会長挨拶






日本胎児治療学会会長 

川 鰭 市 郎

国立病院機構長良医療センター産科
   

 第7回に本胎児治療学会を開催させていただきます。開催にあたり、会長よりひとことご挨拶申し上げます。

 胎児治療は皆様方のご尽力のおかげでかなり認知されるようになってきました。とはいえ、まだまだ検証しなければならないことがたくさんあります。胎児治療学会はこの新しい医療について議論する場として、この数年間の間にいくつもの貴重な議論を交わしてきました。本来ならば10年をひとつの区切りとするべきかもしれませんが、進み方が早い胎児治療であるが故に少し前倒して振り返ってみるのもいいかと考えています。

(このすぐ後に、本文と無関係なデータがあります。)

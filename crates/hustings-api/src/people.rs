//! Handlers for `/people` endpoints.
//!
//! | Method | Path | Notes |
//! |--------|------|-------|
//! | `POST` | `/people` | Body: `{"source": "...", "data": {...}}` |
//! | `GET`  | `/people/:id` | 308 to the surviving person if merged away |
//! | `GET`  | `/people/:id/versions` | Newest first, each with its diff |
//! | `POST` | `/people/:id/versions` | Body: `{"source": "...", "data": {...}}` |
//! | `POST` | `/people/:id/revert` | Body: `{"version_id": "...", "source": "..."}` |
//! | `POST` | `/people/:id/merge` | Body: `{"other": 123, "source": "..."}` |

use axum::{
  Json,
  extract::{Path, State},
  http::StatusCode,
  response::{IntoResponse, Redirect, Response},
};
use hustings_core::{
  log::VersionWithDiff,
  merge::{MergeOutcome, MergeRequest},
  person::PersonId,
  revert::RevertOutcome,
  snapshot::Snapshot,
  store::HistoryStore,
  version::VersionId,
};
use serde::{Deserialize, Serialize};

use crate::{
  AppState,
  auth::Authenticated,
  error::{ApiError, JsonBody},
  provenance::{ClientIp, change_metadata},
};

/// A person's current state as returned by the API.
#[derive(Debug, Serialize, Deserialize)]
pub struct PersonView {
  pub id:         PersonId,
  pub version_id: VersionId,
  pub data:       Snapshot,
}

/// An edit: the new state plus the editor's justification for it.
#[derive(Debug, Deserialize)]
pub struct EditBody {
  pub source: String,
  pub data:   Snapshot,
}

// ─── Create ───────────────────────────────────────────────────────────────────

/// `POST /people`
pub async fn create<S>(
  State(state): State<AppState<S>>,
  user: Authenticated,
  ip: ClientIp,
  JsonBody(body): JsonBody<EditBody>,
) -> Result<impl IntoResponse, ApiError>
where
  S: HistoryStore + Clone + Send + Sync + 'static,
{
  let metadata = change_metadata(&user, ip, body.source);
  let version_id = metadata.version_id;
  let id = state
    .store
    .create_person(body.data.clone(), metadata)
    .await
    .map_err(ApiError::store)?;

  Ok((StatusCode::CREATED, Json(PersonView {
    id,
    version_id,
    data: body.data,
  })))
}

// ─── Get one ──────────────────────────────────────────────────────────────────

/// `GET /people/:id`
///
/// A merged-away id answers with a permanent redirect to the surviving
/// person. The location is relative so the router can be nested.
pub async fn get_one<S>(
  State(state): State<AppState<S>>,
  Path(id): Path<PersonId>,
) -> Result<Response, ApiError>
where
  S: HistoryStore + Clone + Send + Sync + 'static,
{
  let resolved = state.store.resolve(id).await.map_err(ApiError::store)?;
  if resolved != id {
    return Ok(Redirect::permanent(&resolved.to_string()).into_response());
  }

  let record = state
    .store
    .get_person(id)
    .await
    .map_err(ApiError::store)?
    .ok_or_else(|| ApiError::NotFound(format!("person {id} not found")))?;
  let current = record.versions.current().map_err(ApiError::store)?;

  Ok(
    Json(PersonView {
      id,
      version_id: current.id(),
      data: current.data.clone(),
    })
    .into_response(),
  )
}

// ─── Versions ─────────────────────────────────────────────────────────────────

/// `GET /people/:id/versions`: a merged-away id shows the survivor's
/// history, which contains its own.
pub async fn history<S>(
  State(state): State<AppState<S>>,
  Path(id): Path<PersonId>,
) -> Result<Json<Vec<VersionWithDiff>>, ApiError>
where
  S: HistoryStore + Clone + Send + Sync + 'static,
{
  let resolved = state.store.resolve(id).await.map_err(ApiError::store)?;
  let history = state.store.history(resolved).await.map_err(ApiError::store)?;
  Ok(Json(history))
}

#[derive(Debug, Serialize)]
pub struct Recorded {
  pub version_id: VersionId,
}

/// `POST /people/:id/versions`
pub async fn record<S>(
  State(state): State<AppState<S>>,
  Path(id): Path<PersonId>,
  user: Authenticated,
  ip: ClientIp,
  JsonBody(body): JsonBody<EditBody>,
) -> Result<impl IntoResponse, ApiError>
where
  S: HistoryStore + Clone + Send + Sync + 'static,
{
  let metadata = change_metadata(&user, ip, body.source);
  let version_id = state
    .store
    .record_version(id, body.data, metadata)
    .await
    .map_err(ApiError::store)?;
  Ok((StatusCode::CREATED, Json(Recorded { version_id })))
}

// ─── Revert ───────────────────────────────────────────────────────────────────

#[derive(Debug, Deserialize)]
pub struct RevertBody {
  pub version_id: VersionId,
  #[serde(default)]
  pub source:     String,
}

/// `POST /people/:id/revert`
pub async fn revert<S>(
  State(state): State<AppState<S>>,
  Path(id): Path<PersonId>,
  user: Authenticated,
  ip: ClientIp,
  JsonBody(body): JsonBody<RevertBody>,
) -> Result<Json<RevertOutcome>, ApiError>
where
  S: HistoryStore + Clone + Send + Sync + 'static,
{
  let source = if body.source.trim().is_empty() {
    format!("Reverting to version {}", body.version_id)
  } else {
    body.source
  };
  let metadata = change_metadata(&user, ip, source);
  let outcome = state
    .store
    .revert(id, body.version_id, metadata)
    .await
    .map_err(ApiError::store)?;
  Ok(Json(outcome))
}

// ─── Merge ────────────────────────────────────────────────────────────────────

#[derive(Debug, Deserialize)]
pub struct MergeBody {
  /// The duplicate to fold into the person named in the path.
  pub other:  PersonId,
  #[serde(default)]
  pub source: Option<String>,
}

/// `POST /people/:id/merge`
pub async fn merge<S>(
  State(state): State<AppState<S>>,
  Path(id): Path<PersonId>,
  user: Authenticated,
  ip: ClientIp,
  JsonBody(body): JsonBody<MergeBody>,
) -> Result<Json<MergeOutcome>, ApiError>
where
  S: HistoryStore + Clone + Send + Sync + 'static,
{
  let request = MergeRequest {
    metadata:  change_metadata(&user, ip, body.source.unwrap_or_default()),
    may_merge: user.trusted_to_merge,
  };
  let outcome = state
    .store
    .merge(id, body.other, request)
    .await
    .map_err(ApiError::store)?;
  Ok(Json(outcome))
}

 今回の胎児治療学会では「うまくいかなかった胎児治療」をテーマに考えてみたいと思います。胎児に対する治療は魔法ではありません。しっかりと施行できたとしても、すべての赤ちゃんが助かるわけではありませんが、技術的なことに限らず、倫理委員会で承認されなかった、患者家族の理解が得られなかった、上司に反対されたなどなど、さまざまな問題があるかと思います。それぞれの経験を持ち寄って、みんなで対策を考えてみる機会になればと願います。

もちろん症例報告や研究成果の発表も歓迎いたします。

 振り返りの一つとして、この学会の設立にあたりコアメンバーである千葉喜英先生に特別講演をお願いいたしました。タイトルは胎児は宇宙人、だれかがこの人たちの医療を考えなければいけません

 医療として胎児治療を行うにあたって、看護スタッフの理解も重要です。今回は看護師、助産師のみなさんの参加を募りたいと考えます。